Thanks in advance for any help on the subject!


----------



## thepumpguysc (Jan 25, 2015)

The parts breakdown for that pump is only available in paper.. I have the book..
What parts do you need? Theres only a couple of seal in the pump.. The vacuum diaphragm goes bad, the plungers & barrels wear out.. cant think of a time that I've seen a spring break..
Whats wrong w/ yours..?? Camshaft bearings??


----------



## thepumpguysc (Jan 25, 2015)

Type out the BPE4 number.. I cant read it.
They are listed in the book under the BPE # instead of the DES #..
You can contact me direct by putting an a o l dot com after my screen name in your home email. Just ref. the CAV pump..


----------



## thepumpguysc (Jan 25, 2015)

PM sent.. that's Private msg. incase you didn't know..


----------



## gibsonhuskies2 (May 18, 2017)

I replied to your PM. For the sake of the forum, and anyone else having the same problems I will post the problem here also.
Tractor is difficult to start without ether, even when hot, so I believe it has low fuel pressure. It also is running away upon start so I think the diapram in the governor also is bad.
Thanks for your help.


----------



## gibsonhuskies2 (May 18, 2017)

The numbers you asked about are 707320S6400.


----------



## sixbales (May 18, 2011)

Howdy gibsonhuskies2, welcome to the tractor forum.

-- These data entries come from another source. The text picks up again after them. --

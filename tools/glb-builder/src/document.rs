//! GLTF document construction

use crate::buffer::{AccessorIndex, BufferBuilder};
use gltf_json as json;
use gltf_json::validation::Checked::Valid;
use std::collections::BTreeMap;

/// Description of a node before it is turned into JSON
#[derive(Debug, Clone, Default)]
pub struct NodeSpec {
    pub name: Option<String>,
    pub mesh: Option<u32>,
    pub children: Vec<u32>,
    pub translation: Option<[f32; 3]>,
    pub rotation: Option<[f32; 4]>,
    pub scale: Option<[f32; 3]>,
}

impl NodeSpec {
    pub fn named(name: &str) -> Self {
        Self {
            name: Some(name.to_string()),
            ..Default::default()
        }
    }

    pub fn mesh(mut self, mesh: u32) -> Self {
        self.mesh = Some(mesh);
        self
    }

    pub fn children(mut self, children: &[u32]) -> Self {
        self.children = children.to_vec();
        self
    }

    pub fn translation(mut self, translation: [f32; 3]) -> Self {
        self.translation = Some(translation);
        self
    }

    pub fn rotation(mut self, rotation: [f32; 4]) -> Self {
        self.rotation = Some(rotation);
        self
    }

    pub fn scale(mut self, scale: [f32; 3]) -> Self {
        self.scale = Some(scale);
        self
    }
}

/// Builder for complete GLTF documents
pub struct GltfBuilder {
    nodes: Vec<json::Node>,
    meshes: Vec<json::Mesh>,
    materials: Vec<json::Material>,
    scenes: Vec<json::Scene>,
}

impl GltfBuilder {
    pub fn new() -> Self {
        Self {
            nodes: Vec::new(),
            meshes: Vec::new(),
            materials: Vec::new(),
            scenes: Vec::new(),
        }
    }

    /// Add a PBR material, returns its index
    pub fn add_material(&mut self, name: &str, base_color: [f32; 4]) -> u32 {
        let alpha_mode = if base_color[3] < 1.0 {
            json::material::AlphaMode::Blend
        } else {
            json::material::AlphaMode::Opaque
        };

        self.materials.push(json::Material {
            name: Some(name.to_string()),
            alpha_mode: Valid(alpha_mode),
            pbr_metallic_roughness: json::material::PbrMetallicRoughness {
                base_color_factor: json::material::PbrBaseColorFactor(base_color),
                ..Default::default()
            },
            ..Default::default()
        });
        self.materials.len() as u32 - 1
    }

    /// Add a single-primitive triangle mesh, returns its index
    pub fn add_mesh(
        &mut self,
        name: &str,
        positions: AccessorIndex,
        indices: Option<AccessorIndex>,
        material: Option<u32>,
    ) -> u32 {
        self.add_mesh_with_primitives(name, &[(positions, indices, material)])
    }

    /// Add a mesh with several primitives `(positions, indices, material)`
    pub fn add_mesh_with_primitives(
        &mut self,
        name: &str,
        primitives: &[(AccessorIndex, Option<AccessorIndex>, Option<u32>)],
    ) -> u32 {
        let primitives = primitives
            .iter()
            .map(|(positions, indices, material)| {
                let mut attributes = BTreeMap::new();
                attributes.insert(
                    Valid(json::mesh::Semantic::Positions),
                    positions.as_json_index(),
                );

                json::mesh::Primitive {
                    attributes,
                    extensions: Default::default(),
                    extras: Default::default(),
                    indices: indices.map(|i| i.as_json_index()),
                    material: material.map(json::Index::new),
                    mode: Valid(json::mesh::Mode::Triangles),
                    targets: None,
                }
            })
            .collect();

        self.meshes.push(json::Mesh {
            extensions: Default::default(),
            extras: Default::default(),
            name: Some(name.to_string()),
            primitives,
            weights: None,
        });
        self.meshes.len() as u32 - 1
    }

    /// Add a node, returns its index
    pub fn add_node(&mut self, spec: NodeSpec) -> u32 {
        self.nodes.push(json::Node {
            camera: None,
            children: if spec.children.is_empty() {
                None
            } else {
                Some(spec.children.iter().map(|c| json::Index::new(*c)).collect())
            },
            extensions: Default::default(),
            extras: Default::default(),
            matrix: None,
            mesh: spec.mesh.map(json::Index::new),
            name: spec.name,
            rotation: spec.rotation.map(json::scene::UnitQuaternion),
            scale: spec.scale,
            skin: None,
            translation: spec.translation,
            weights: None,
        });
        self.nodes.len() as u32 - 1
    }

    /// Add a scene
    pub fn add_scene(&mut self, name: &str, root_nodes: &[u32]) {
        self.scenes.push(json::Scene {
            extensions: Default::default(),
            extras: Default::default(),
            name: Some(name.to_string()),
            nodes: root_nodes.iter().map(|n| json::Index::new(*n)).collect(),
        });
    }

    /// Build final GLTF Root referencing the packed buffer
    pub fn build(self, buffer: &BufferBuilder, generator: &str) -> json::Root {
        let buffers = vec![json::Buffer {
            byte_length: (buffer.data().len() as u64).into(),
            extensions: Default::default(),
            extras: Default::default(),
            name: None,
            uri: None,
        }];

        json::Root {
            accessors: buffer.accessors().to_vec(),
            animations: Vec::new(),
            asset: json::Asset {
                copyright: None,
                extensions: Default::default(),
                extras: Default::default(),
                generator: Some(generator.to_string()),
                min_version: None,
                version: "2.0".to_string(),
            },
            buffers,
            buffer_views: buffer.views().to_vec(),
            cameras: Vec::new(),
            extensions: Default::default(),
            extensions_required: Vec::new(),
            extensions_used: Vec::new(),
            extras: Default::default(),
            images: Vec::new(),
            materials: self.materials,
            meshes: self.meshes,
            nodes: self.nodes,
            samplers: Vec::new(),
            scene: if self.scenes.is_empty() {
                None
            } else {
                Some(json::Index::new(0))
            },
            scenes: self.scenes,
            skins: Vec::new(),
            textures: Vec::new(),
        }
    }
}

impl Default for GltfBuilder {
    fn default() -> Self {
        Self::new()
    }
}

#[cfg(test)]
mod tests {
    use super::*;

    #[test]
    fn test_gltf_builder_hierarchy() {
        let mut buffer = BufferBuilder::new();
        let positions = buffer.pack_positions(&[[0.0, 0.0, 0.0], [1.0, 0.0, 0.0], [0.5, 1.0, 0.0]]);

        let mut gltf = GltfBuilder::new();
        let material = gltf.add_material("Steel", [0.75, 0.75, 0.75, 1.0]);
        let mesh = gltf.add_mesh("Triangle", positions, None, Some(material));
        let child = gltf.add_node(NodeSpec::named("BODY_mesh").mesh(mesh));
        let group = gltf.add_node(NodeSpec::named("BODY").children(&[child]));
        gltf.add_scene("Scene", &[group]);

        let root = gltf.build(&buffer, "test");

        assert_eq!(root.meshes.len(), 1);
        assert_eq!(root.nodes.len(), 2);
        assert_eq!(root.materials.len(), 1);
        assert_eq!(root.scenes[0].nodes.len(), 1);
        assert_eq!(root.asset.version, "2.0");
    }
}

Most likely the starting problem is due to low compression of the engine. Not low injection pump pressure. The runaway is due to governor problem.


----------



## thepumpguysc (Jan 25, 2015)

Low compression or worn out plungers & barrels in the pump??
I'd keep using a "starting aid" & replace the diaphragm.. I haven't priced the p&b's tho..


----------



## thepumpguysc (Jan 25, 2015)

I gave Gibson the P# he needed & he disappeared.. LOL
I hope he didn't get swallowed up in the WWW?? lol


----------



## gibsonhuskies2 (May 18, 2017)

thepumpguysc said:


> I gave Gibson the P# he needed & he disappeared.. LOL
> I hope he didn't get swallowed up in the WWW?? lol


No, just swallowed up in the real world and haven't had time to post results, lol. You have been a GREAT help in getting me the numbers for the parts I need to rebuild the governor and the CAV pump. You are truly one of the few nice people left in the world who don't just look for ways to make money, and I appreciate that very much. I highly recommend your service to anyone who needs work done. I have to say after you went to the extremes you have just to get me part numbers for parts you don't even sell, you would be the first person I would trust to work on anything for me in the future. Thanks so much!
I will post results as soon as the repair is finished.


----------



## gibsonhuskies2 (May 18, 2017)

sixbales said:


> Howdy gibsonhuskies2, welcome to the tractor forum.
> 
> Most likely the starting problem is due to low compression of the engine. Not low injection pump pressure. The runaway is due to governor problem.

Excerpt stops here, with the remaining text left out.